Bate o medo de se candidatar a promoções, você tem a sensação de que suas conquistas são fruto de sorte. Os sintomas são familiares? Junte-se ao clube da síndrome do impostor.

Apesar do nome popular, não se trata de síndrome, pois a sensação de ser um impostor no trabalho não é reconhecida como doença.

Mais preciso, então, é o termo “fenômeno do impostor”, cunhado pelas psicólogas americanas Pauline Rose Clance e Suzanne Imes em 1978.

Chamar essa sensação de síndrome, aliás, é colocar a culpa no indivíduo quando trata-se de sentimento generalizado, causado pelo mundo do trabalho, afirma Maria da Conceição Uvaldo, coordenadora do serviço de orientação profissional da USP.

 

Performance

Esta época é marcada por cobranças de resultados, o que o doutor em psicologia social e do trabalho Wilner Riascos chama de culto da performance: “Estamos permanentemente sentindo a necessidade de estarmos no topo, de sermos admirados”, diz.
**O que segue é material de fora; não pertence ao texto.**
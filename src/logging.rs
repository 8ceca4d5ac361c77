//! Logging initialization and configuration.

use tracing_subscriber::{layer::SubscriberExt, util::SubscriberInitExt, EnvFilter};

/// Initialize the logging system.
///
/// Uses the `RUST_LOG` environment variable for filtering. If not set,
/// defaults to `term_relay=info`.
///
/// # Panics
///
/// Panics if called more than once, or if another tracing subscriber
/// has already been set.
pub fn init() {
    let filter =
        EnvFilter::try_from_default_env().unwrap_or_else(|_| EnvFilter::new("term_relay=info"));

    tracing_subscriber::registry()
        .with(filter)
        .with(tracing_subscriber::fmt::layer().compact())
        .init();
}

/// Try to initialize the logging system.
///
/// Returns `Ok(())` if successful, or `Err` if logging has already been
/// initialized.
pub fn try_init() -> Result<(), tracing_subscriber::util::TryInitError> {
    let filter =
        EnvFilter::try_from_default_env().unwrap_or_else(|_| EnvFilter::new("term_relay=info"));

    tracing_subscriber::registry()
        .with(filter)
        .with(tracing_subscriber::fmt::layer().compact())
        .try_init()
}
Num mercado com pouca mobilidade é difícil não se comparar ao sucesso alheio. Para quem se sente impostor, essa comparação é central.

As mudanças tecnológicas contribuem para a insegurança. “Você tem a impressão de que está desatualizado. Tudo é imediato”, diz Maria. “Isso não é uma síndrome: 99% das pessoas têm essa sensação.”

 

Gêneros

Quando começou a ser estudado, o fenômeno era relacionado a mulheres. Pesquisas atuais mostram que homens também apresentam o comportamento. A posição da mulher no mercado, porém, pode intensificar o sentimento.

“A gente ganha menos e tem que provar mais o quanto sabe. Se você é sempre questionada, essa sensação pode aparecer mais forte”, diz Maria.

A desenvolvedora Caroline Soares diz que ser mulher na área de tecnologia – uma minoria – pesa. “Existe a obrigação de se provar tecnicamente toda hora, isso atrapalha. Acontece de eu perder oportunidades por não me achar boa o suficiente”, diz.

Nessa área, síndrome do impostor é assunto recorrente, diz Cynthia Zanoni, criadora do projeto WoMakers Code, que promove oficinas e debates relacionados a tecnologia. “Elas acreditam que é preciso saber muito desde o início para conseguir espaço.”

Ela mesma quase não concorreu a uma bolsa na faculdade. Na época, achava que os outros candidatos estudariam em escolas melhores e que não tinha o conhecimento necessário, apesar de acumular experiência na área.

Foi uma professora que lhe disse que ela era capaz e que aquela hesitação tinha nome: síndrome do impostor (e, sim, ela conseguiu a bolsa).

 

Perdas

Não ver as possibilidades que se apresentam é uma das principais consequências do fenômeno, de acordo com Marcia Vazquez, gestora do capital humano da Thomas Case. Como você não se acha bom, a tendência é desistir.

A americana Valerie Young, autora do livro “The Secret Thoughts of Successful Women” (“Os Pensamentos Secretos de Mulheres Bem-Sucedidas”), lista outras consequências para a carreira.

O profissional tenta não se destacar (para não ser descoberto como fraude), trabalha demais para compensar o que vê como incompetência ou procrastina, pois enquanto não entregar nada não poderá ser julgado.

Os efeitos não ficam restritos à carreira. “Se a pessoa não reconhecer que suas convicções estão erradas, quanto mais demanda tiver, mais ansiosa ficará”, diz a psicóloga e coach Renata Arrepia. Problemas físicos, como dor de cabeça e mal-estar, também podem aparecer.

Como uma gripe, diz Wilner Riascos, se for leve, a síndrome do impostor pode ser tratada sem ajuda médica.

Uma recomendação é conversar com amigos sobre a carreira, para perceber que os outros também têm inseguranças. Outra é sair das redes sociais, onde todos parecem bem-sucedidos.

Mais experiência, porém, não resolve o problema. Às vezes, o sucesso intensifica os sentimentos de impostor, porque a pessoa acha que está enganando mais gente, segundo Valerie Young.

Em casos mais sérios, é bom procurar terapia. “Um psicólogo que trabalhe com orientação de carreira e ajude a trabalhar as questões que levaram à construção desse autoconceito”, aconselha Riascos.